Water Supply Forecast Rodeo: Final Prize Stage

[submissions closed] Water managers in the Western U.S. rely on accurate water supply forecasts to better operate facilities and mitigate drought. Help the Bureau of Reclamation improve seasonal water supply estimates in this probabilistic forecasting challenge! [Final Prize Stage] #climate

$400,000 in prizes
2 months left
34 joined

Cross-validation submission format

This page documents the requirements for your cross-validation submission. You should submit your cross-validation predictions as a CSV file through the "Submissions" link on the left-hand navigation menu.

Your best-scoring submission will automatically be considered as your final submission. If you run into any issues, please contact DrivenData by email.

What is cross-validation?

Cross-validation is a model validation technique in statistics and supervised machine learning that is especially useful in situations where the amount of labeled data is limited.

Cross-validation contrasts with the simpler hold-out validation approach for estimating generalized model performance. In hold-out validation, you split your dataset into a training set and a test set. The model is trained on the training set, and then evaluated on the held out test set.

In contrast, cross-validation involves training and evaluating the model over multiple train/test splits. You split your labeled dataset into multiple "folds" (portions). Then, you iterate over all of the folds, where one fold is used as if it were a test set and the rest of the folds are used as a training set. This way, every observation in your dataset is used as a test observation in one iteration of the cross-validation, so you are able to evaluate over all of your labeled data.

Cross-validation is often used for hyperparameter selection. However, on its own, it is still a generally useful technique for evaluating models because it allows you to evaluate a larger quantity of labeled data. To read more about cross-validation, see the Wikipedia article.

Cross-validation requirements

This section describes the cross-validation setup specific to the Final Prize Stage of this challenge.

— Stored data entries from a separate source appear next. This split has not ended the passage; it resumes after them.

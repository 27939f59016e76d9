use std::net::{IpAddr, Ipv4Addr, SocketAddr};
use std::num::NonZeroU32;
use std::sync::Arc;
use std::time::{Duration, Instant};

use axum::{
    body::Body,
    extract::{ConnectInfo, State},
    http::{HeaderName, HeaderValue, Request, header::RETRY_AFTER},
    middleware::Next,
    response::{IntoResponse, Response},
};
use dashmap::DashMap;
use governor::{
    Quota, RateLimiter,
    clock::{Clock, DefaultClock},
    state::{InMemoryState, NotKeyed},
};
use tracing::{error, warn};
use uuid::Uuid;

use crate::application::error::ErrorReport;

use super::error::ApiError;

const SOURCE: &str = "storefront::http::response";
const REQUEST_ID_HEADER: HeaderName = HeaderName::from_static("x-request-id");
const RATE_LIMIT_HEADER: HeaderName = HeaderName::from_static("x-ratelimit-limit");

/// Per-request facts shared by the logging and rate limiting layers.
#[derive(Debug, Clone)]
pub struct RequestContext {
    pub request_id: String,
    /// First path segment: the collection (`products`, `orders`, ...) or `health_check`.
    pub resource: String,
    pub client_ip: IpAddr,
}

impl RequestContext {
    fn from_request(request: &Request<Body>) -> Self {
        let resource = request
            .uri()
            .path()
            .trim_start_matches('/')
            .split('/')
            .next()
            .unwrap_or_default()
            .to_string();
        Self {
            request_id: Uuid::new_v4().to_string(),
            resource,
            client_ip: client_ip(request),
        }
    }
}

/// Proxy headers first, then the peer address.
fn client_ip(request: &Request<Body>) -> IpAddr {
    let header_ip = |name: &str| {
        request
            .headers()
            .get(name)
            .and_then(|value| value.to_str().ok())
            .and_then(|value| value.split(',').next())
            .and_then(|ip| ip.trim().parse::<IpAddr>().ok())
    };

    header_ip("x-forwarded-for")
        .or_else(|| header_ip("x-real-ip"))
        .or_else(|| {
            request
                .extensions()
                .get::<ConnectInfo<SocketAddr>>()
                .map(|ConnectInfo(addr)| addr.ip())
        })
        .unwrap_or(IpAddr::V4(Ipv4Addr::UNSPECIFIED))
}

pub async fn set_request_context(mut request: Request<Body>, next: Next) -> Response {
    let ctx = RequestContext::from_request(&request);
    request.extensions_mut().insert(ctx.clone());

    let mut response = next.run(request).await;
    if let Ok(value) = HeaderValue::from_str(&ctx.request_id) {
        response.headers_mut().insert(REQUEST_ID_HEADER, value);
    }
    response.extensions_mut().insert(ctx);
    response
}

/// Log failed requests using the [`ErrorReport`] the error response carries.
pub async fn log_responses(request: Request<Body>, next: Next) -> Response {
    let method = request.method().clone();
    let uri = request.uri().clone();
    let start = Instant::now();
    let ctx = request.extensions().get::<RequestContext>().cloned();

    let mut response = next.run(request).await;
    let status = response.status();
    if !(status.is_client_error() || status.is_server_error()) {
        return response;
    }

    let elapsed_ms = start.elapsed().as_millis();
    let report = response.extensions_mut().remove::<ErrorReport>();
    let (source, messages) = match report {
        Some(report) => (report.source, report.messages),
        None => ("unknown", Vec::new()),
    };
    let detail = messages
        .first()
        .cloned()
        .unwrap_or_else(|| "no diagnostic available".to_string());
    let (request_id, resource, client_ip) = match &ctx {
        Some(ctx) => (ctx.request_id.as_str(), ctx.resource.as_str(), Some(ctx.client_ip)),
        None => ("", "", None),
    };

    if status.is_server_error() {
        error!(
            target = SOURCE,
            status = status.as_u16(),
            method = %method,
            resource,
            path = %uri.path(),
            elapsed_ms,
            source,
            detail = %detail,
            chain = ?messages,
            request_id,
            client_ip = ?client_ip,
            "request failed",
        );
    } else {
        warn!(
            target = SOURCE,
            status = status.as_u16(),
            method = %method,
            resource,
            path = %uri.path(),
            query = uri.query().unwrap_or(""),
            elapsed_ms,
            source,
            detail = %detail,
            request_id,
            client_ip = ?client_ip,
            "client request error",
        );
    }

    response
}

type ClientLimiter = RateLimiter<NotKeyed, InMemoryState, DefaultClock>;

/// Fixed request budget per client address.
#[derive(Clone)]
pub struct RateLimitState {
    quota: Quota,
    requests: NonZeroU32,
    limiters: Arc<DashMap<IpAddr, Arc<ClientLimiter>>>,
}

impl RateLimitState {
    /// `requests` per `period`, all of which may be spent at once.
    pub fn new(requests: NonZeroU32, period: Duration) -> Self {
        let quota = Quota::with_period(period / requests.get())
            .unwrap_or_else(|| Quota::per_minute(requests))
            .allow_burst(requests);
        Self {
            quota,
            requests,
            limiters: Arc::new(DashMap::new()),
        }
    }

    fn limiter_for(&self, ip: IpAddr) -> Arc<ClientLimiter> {
        self.limiters
            .entry(ip)
            .or_insert_with(|| Arc::new(RateLimiter::direct(self.quota)))
            .clone()
    }
}

impl Default for RateLimitState {
    /// 100 requests per minute.
    fn default() -> Self {
        Self::new(NonZeroU32::MIN.saturating_add(99), Duration::from_secs(60))
    }
}

pub async fn rate_limit(
    State(state): State<RateLimitState>,
    request: Request<Body>,
    next: Next,
) -> Response {
    let ip = request
        .extensions()
        .get::<RequestContext>()
        .map(|ctx| ctx.client_ip)
        .unwrap_or_else(|| client_ip(&request));

    match state.limiter_for(ip).check() {
        Ok(()) => {
            let mut response = next.run(request).await;
            response
                .headers_mut()
                .insert(RATE_LIMIT_HEADER, HeaderValue::from(state.requests.get()));
            response
        }
        Err(not_until) => {
            let retry_after = not_until
                .wait_time_from(DefaultClock::default().now())
                .as_secs()
                .max(1);
            let mut response = ApiError::too_many_requests(retry_after).into_response();
            response
                .headers_mut()
                .insert(RETRY_AFTER, HeaderValue::from(retry_after));
            response
        }
    }
}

For this stage, we are requiring you to perform year-wise leave-one-out cross-validation (LOOCV) over the 20-year period from 2004 through 2023. Each cross-validation fold consists of one water year. There will be 20 iterations, each with one water year held out for testing. A diagram illustrating the setup is below.

Diagram with boxes representing years, illustrating leave-one-out cross-validation..
Diagram showing the expected year-wise leave-one-out cross-validation. In each cross-validation iteration, the indicated water year is held out as a test set and the rest are used for training.

This approach of year-wise LOOCV is a standard evaluation methodology in statistical water supply forecast modeling.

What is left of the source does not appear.